Ce qui est revenu le plus souvent dans les conversations, c'est la lamentation sur « l’information va trop vite », « plus les moyens de faire sérieusement le travail », « la rapidité du web pousse à sortir l'info sans vérifier, sans analyse »… Mais bon sang vous ne l'avez jamais donnée, l'analyse ! Avant ou après le web, je n’ai souvenir que d’actualité brute, sans recul, d’infos « capitales » qui disparaissent subitement pour laisser place à une autre, de faits divers sortis comme d’un chapeau, de crises internationales entre pays semblant être nés la veille, d’amnésie organisée sans perspective, sans histoire et sans compréhension… 

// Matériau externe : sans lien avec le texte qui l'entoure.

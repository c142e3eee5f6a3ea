/*
 *  Copyright (C) 2025  Markus Elias Gerber
 *
 *  This program is free software: you can redistribute it and/or modify
 *  it under the terms of the GNU General Public License as published by
 *  the Free Software Foundation, either version 3 of the License, or
 *  (at your option) any later version.
 *
 *  This program is distributed in the hope that it will be useful,
 *  but WITHOUT ANY WARRANTY; without even the implied warranty of
 *  MERCHANTABILITY or FITNESS FOR A PARTICULAR PURPOSE.  See the
 *  GNU General Public License for more details.
 *
 *  You should have received a copy of the GNU General Public License
 *  along with this program.  If not, see <https://www.gnu.org/licenses/>.
 */

use log::{debug, trace};

use crate::{
    compressed_block::BlockHandle,
    cvm_address_space::CVMAddressSpace,
    modules::{
        compression::CompressionModule, physical_allocator::PhysicalAllocatorModule,
        physical_memory::PhysicalMemoryModule, victim_selection::VictimSelectionModule,
    },
    util::{fatal, round_up_to_nearest},
};

impl<
        A: PhysicalAllocatorModule,
        C: CompressionModule,
        V: VictimSelectionModule,
        P: PhysicalMemoryModule,
    > CVMAddressSpace<A, C, V, P>
{
    /// Decompresses all pages of `handle` back into the uncompressed zone.
    ///
    /// The block is dropped afterwards and its pages in the compressed zone are released
    /// before any victim is compressed, so victims may reuse that space.
    pub(crate) fn swap_in(&mut self, handle: BlockHandle) {
        let page_size = self.config.page_size;

        let block = match self.blocks.remove(handle) {
            Some(block) => block,
            None => fatal!("Block {:?} does not exist", handle),
        };

        let needed = block.uncompressed_page_count(page_size);
        if !block.is_vpn_list_set(page_size) {
            fatal!(
                "Descriptor mismatch for {:?}: {} vpns for {} pages",
                handle,
                block.vpn_list().len(),
                needed
            );
        }

        let mut compressed = vec![0u8; block.compressed_byte_length()];
        self.read_physical(self.config.make_address(block.start_ppn(), 0), &mut compressed);
        self.allocator
            .release_run(block.start_ppn(), block.compressed_page_count(page_size));

        let data = match self.compression.decompress(&compressed, needed * page_size) {
            Ok(data) => data,
            Err(err) => fatal!("Could not decompress block {:?}: {:?}", handle, err),
        };
        if data.len() != block.uncompressed_byte_length() {
            fatal!(
                "Block {:?} decompressed to {} bytes instead of {}",
                handle,
                data.len(),
                block.uncompressed_byte_length()
            );
        }

        let slots = match self.allocator.allocate_free_run_uncompressed(needed) {
            Some(slots) => slots,
            None => self.collect_swap_in_slots(needed),
        };

        for ((vpn, ppn), page) in block
            .vpn_list()
            .iter()
            .zip(slots.iter())
            .zip(data.chunks(page_size))
        {
            self.zero_page(*ppn);
            self.write_physical(self.config.make_address(*ppn, 0), page);

            match self.page_table.get_mut(*vpn) {
                Some(entry) => entry.mark_resident(*ppn),
                None => fatal!("vpn {} of block {:?} is not mapped", vpn, handle),
            }
            trace!("Paged in vpn {} to ppn {}", vpn, ppn);
        }

        self.statistics.swap_ins += 1;
        self.statistics.pages_decompressed += needed as u64;
        debug!(
            "Swapped in {:?}: vpns {:?} to ppns {:?}",
            handle,
            block.vpn_list(),
            slots
        );
    }

    /// Makes room for `needed` pages by evicting victims and returns the pages to use.
    ///
    /// Pages freed by victims are used first, then the remaining free pages.
    /// All returned pages are marked as used.
    fn collect_swap_in_slots(&mut self, needed: usize) -> Vec<usize> {
        let free = self.allocator.free_uncompressed_pages(needed);
        let shortfall = needed - free.len();
        let requested = needed.min(round_up_to_nearest(shortfall, self.config.group_size));

        let victims = self.select_victims(requested);
        if victims.len() + free.len() < needed {
            fatal!(
                "Out of memory: {} pages needed for swap in, {} free and {} victims",
                needed,
                free.len(),
                victims.len()
            );
        }

        let mut slots = if victims.is_empty() {
            Vec::new()
        } else {
            match self.compress_victims(&victims) {
                Ok((_, freed)) => freed,
                Err(()) => fatal!(
                    "Out of memory: no contiguous space in the compressed zone to evict {:?}",
                    victims
                ),
            }
        };

        // victims may free more pages than needed
        for ppn in slots.iter().skip(needed) {
            self.allocator.mark_free(*ppn);
        }
        slots.truncate(needed);

        for ppn in free.into_iter().take(needed - slots.len()) {
            self.allocator.mark_used(ppn);
            slots.push(ppn);
        }

        slots
    }
}
use std::fmt::Debug;

use super::ceil_div;

pub(crate) struct BitArray {
    arr: Vec<u8>,
    len: usize,
}

impl BitArray {
    /// Creates a new bit array with `len` bits, all unset
    pub(crate) fn new(len: usize) -> Self {
        BitArray {
            arr: vec![0; ceil_div(len, 8)],
            len,
        }
    }

    pub(crate) fn len(&self) -> usize {
        self.len
    }

    pub(crate) fn set(&mut self, value: bool, index: usize) {
        assert!(index < self.len, "bit index {} out of range ({})", index, self.len);

        let arr_index = index / 8;
        let internal_index = index % 8;

        let item = &mut self.arr[arr_index];
        if value {
            // set bit
            *item |= 1u8 << internal_index;
        } else {
            // unset bit
            *item &= !(1u8 << internal_index);
        }
    }

    pub(crate) fn is_set(&self, index: usize) -> bool {
        assert!(index < self.len, "bit index {} out of range ({})", index, self.len);

        let arr_index = index / 8;
        let internal_index = index % 8;

        let item = self.arr[arr_index];
        (item & (1u8 << internal_index)) != 0
    }
}

impl Debug for BitArray {
    fn fmt(&self, f: &mut std::fmt::Formatter<'_>) -> std::fmt::Result {
        for i in 0..self.len {
            write!(f, "{}", if self.is_set(i) { '1' } else { '0' })?;
        }
        Ok(())
    }
}
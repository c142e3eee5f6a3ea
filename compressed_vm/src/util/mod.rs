/*
 *  Copyright (C) 2025  Markus Elias Gerber
 *
 *  This program is free software: you can redistribute it and/or modify
 *  it under the terms of the GNU General Public License as published by
 *  the Free Software Foundation, either version 3 of the License, or
 *  (at your option) any later version.
 *
 *  This program is distributed in the hope that it will be useful,
 *  but WITHOUT ANY WARRANTY; without even the implied warranty of
 *  MERCHANTABILITY or FITNESS FOR A PARTICULAR PURPOSE.  See the
 *  GNU General Public License for more details.
 *
 *  You should have received a copy of the GNU General Public License
 *  along with this program.  If not, see <https://www.gnu.org/licenses/>.
 */

pub(crate) mod bit_array;

/// Logs `error` and aborts the current operation.
///
/// Used for conditions after which the page tables, the bitmap and the
/// compressed block descriptors can no longer be kept consistent.
macro_rules! fatal {
    ($($arg:tt)+) => {{
        log::error!($($arg)+);
        panic!($($arg)+)
    }};
}

pub(crate) use fatal;

/// efficient way to calculate: ceil(x / y)
pub(crate) const fn ceil_div(x: usize, y: usize) -> usize {
    (x + y - 1) / y
}

/// rounds `x` up to the next multiple of `multiple`
pub(crate) const fn round_up_to_nearest(x: usize, multiple: usize) -> usize {
    ceil_div(x, multiple) * multiple
}
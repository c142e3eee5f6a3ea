mod compressed_block;
mod cvm_address_space;
mod cvm_config;
mod page_table;
mod statistics;
mod swap_engine;
mod transfer;
mod util;

#[cfg(test)]
mod test;

pub use crate::compressed_block::{BlockHandle, CompressedBlock, CompressedBlockStore};
pub use crate::cvm_address_space::{CVMAddressSpace, DefaultCVMAddressSpace};
pub use crate::page_table::{PageTable, TranslationEntry};
pub use crate::statistics::CVMStatistics;
pub use cvm_config::{CVMConfig, DEFAULT_NUM_VIRTUAL_PAGES};
pub mod modules;
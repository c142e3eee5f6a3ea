/*
 *  Copyright (C) 2025  Markus Elias Gerber
 *
 *  This program is free software: you can redistribute it and/or modify
 *  it under the terms of the GNU General Public License as published by
 *  the Free Software Foundation, either version 3 of the License, or
 *  (at your option) any later version.
 *
 *  This program is distributed in the hope that it will be useful,
 *  but WITHOUT ANY WARRANTY; without even the implied warranty of
 *  MERCHANTABILITY or FITNESS FOR A PARTICULAR PURPOSE.  See the
 *  GNU General Public License for more details.
 *
 *  You should have received a copy of the GNU General Public License
 *  along with this program.  If not, see <https://www.gnu.org/licenses/>.
 */

use log::trace;

use super::PhysicalAllocatorModule;
use crate::util::bit_array::BitArray;

/// Simple first-fit allocator, that keeps one bit per physical page.
///
/// Every allocation is a linear scan over the zone in question.
pub struct BitmapPhysicalAllocator {
    bit_list: BitArray,
    compress_start: usize,
}

impl PhysicalAllocatorModule for BitmapPhysicalAllocator {
    fn new() -> Self {
        Self {
            bit_list: BitArray::new(0),
            compress_start: 0,
        }
    }

    fn init(&mut self, num_phys_pages: usize, compress_start: usize) -> Result<(), ()> {
        if compress_start > num_phys_pages {
            return Err(());
        }

        self.bit_list = BitArray::new(num_phys_pages);
        self.compress_start = compress_start;

        Ok(())
    }

    fn num_phys_pages(&self) -> usize {
        self.bit_list.len()
    }

    fn compress_start(&self) -> usize {
        self.compress_start
    }

    fn allocate_one_page_uncompressed(&mut self) -> Option<usize> {
        let ppn = (0..self.compress_start).find(|ppn| !self.bit_list.is_set(*ppn))?;
        self.bit_list.set(true, ppn);

        Some(ppn)
    }

    fn allocate_free_run_uncompressed(&mut self, n: usize) -> Option<Vec<usize>> {
        let pages = self.free_uncompressed_pages(n);
        if pages.len() != n {
            return None;
        }

        for ppn in pages.iter() {
            self.bit_list.set(true, *ppn);
        }

        Some(pages)
    }

    fn allocate_contiguous_run_compressed(&mut self, n: usize) -> Option<usize> {
        debug_assert!(n > 0, "cannot allocate an empty run");
        if n == 0 {
            return None;
        }

        let mut matched_page_cnt = 0;
        let mut start_page = None;

        for ppn in self.compress_start..self.bit_list.len() {
            if self.bit_list.is_set(ppn) {
                matched_page_cnt = 0;
                continue;
            }

            matched_page_cnt += 1;
            if matched_page_cnt == n {
                // enough pages were found
                start_page = Some(ppn + 1 - n);
                break;
            }
        }

        let start_page = start_page?;

        // mark the whole range that was found previously as used
        for ppn in start_page..start_page + n {
            self.bit_list.set(true, ppn);
        }

        trace!("Allocated compressed run [{}, {})", start_page, start_page + n);
        Some(start_page)
    }

    fn free_uncompressed_pages(&self, limit: usize) -> Vec<usize> {
        (0..self.compress_start)
            .filter(|ppn| !self.bit_list.is_set(*ppn))
            .take(limit)
            .collect()
    }

    fn mark_used(&mut self, ppn: usize) {
        self.bit_list.set(true, ppn);
    }

    fn mark_free(&mut self, ppn: usize) {
        self.bit_list.set(false, ppn);
    }

    fn is_used(&self, ppn: usize) -> bool {
        self.bit_list.is_set(ppn)
    }
}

Internet n’a pas changé quoi que ce soit à cela. Peut-être même pousse-t-il ces médias à faire plus attention, à dire moins de bêtises. Car d’analyses il n’y en a jamais eu autant depuis internet - et autant de pertinentes, parfois même dans un simple commentaire.

  bierbar 

Au final, le plus fascinant, le plus surprenant, c’est la croyance de ces gens, les journalistes, en la nécessité absolue de leur « analyse » : ils sont véritablement habités par la conviction que le public a besoin d’eux, qu'il est incapable de se diriger parmi la jungle des informations sans leur bénéfique analyse. Il y a cette croyance que les gens les attendent et que l’on courrait un vrai risque à s’aventurer sans eux dans la compréhension. Tous les retraitements de l'information ne sont pas bons ; l’opinion des blogs, des anonymes, des non-cartés, est périlleuse car tout le monde peut dire n'importe quoi, comprenez-vous, mais la leur à eux est salvatrice...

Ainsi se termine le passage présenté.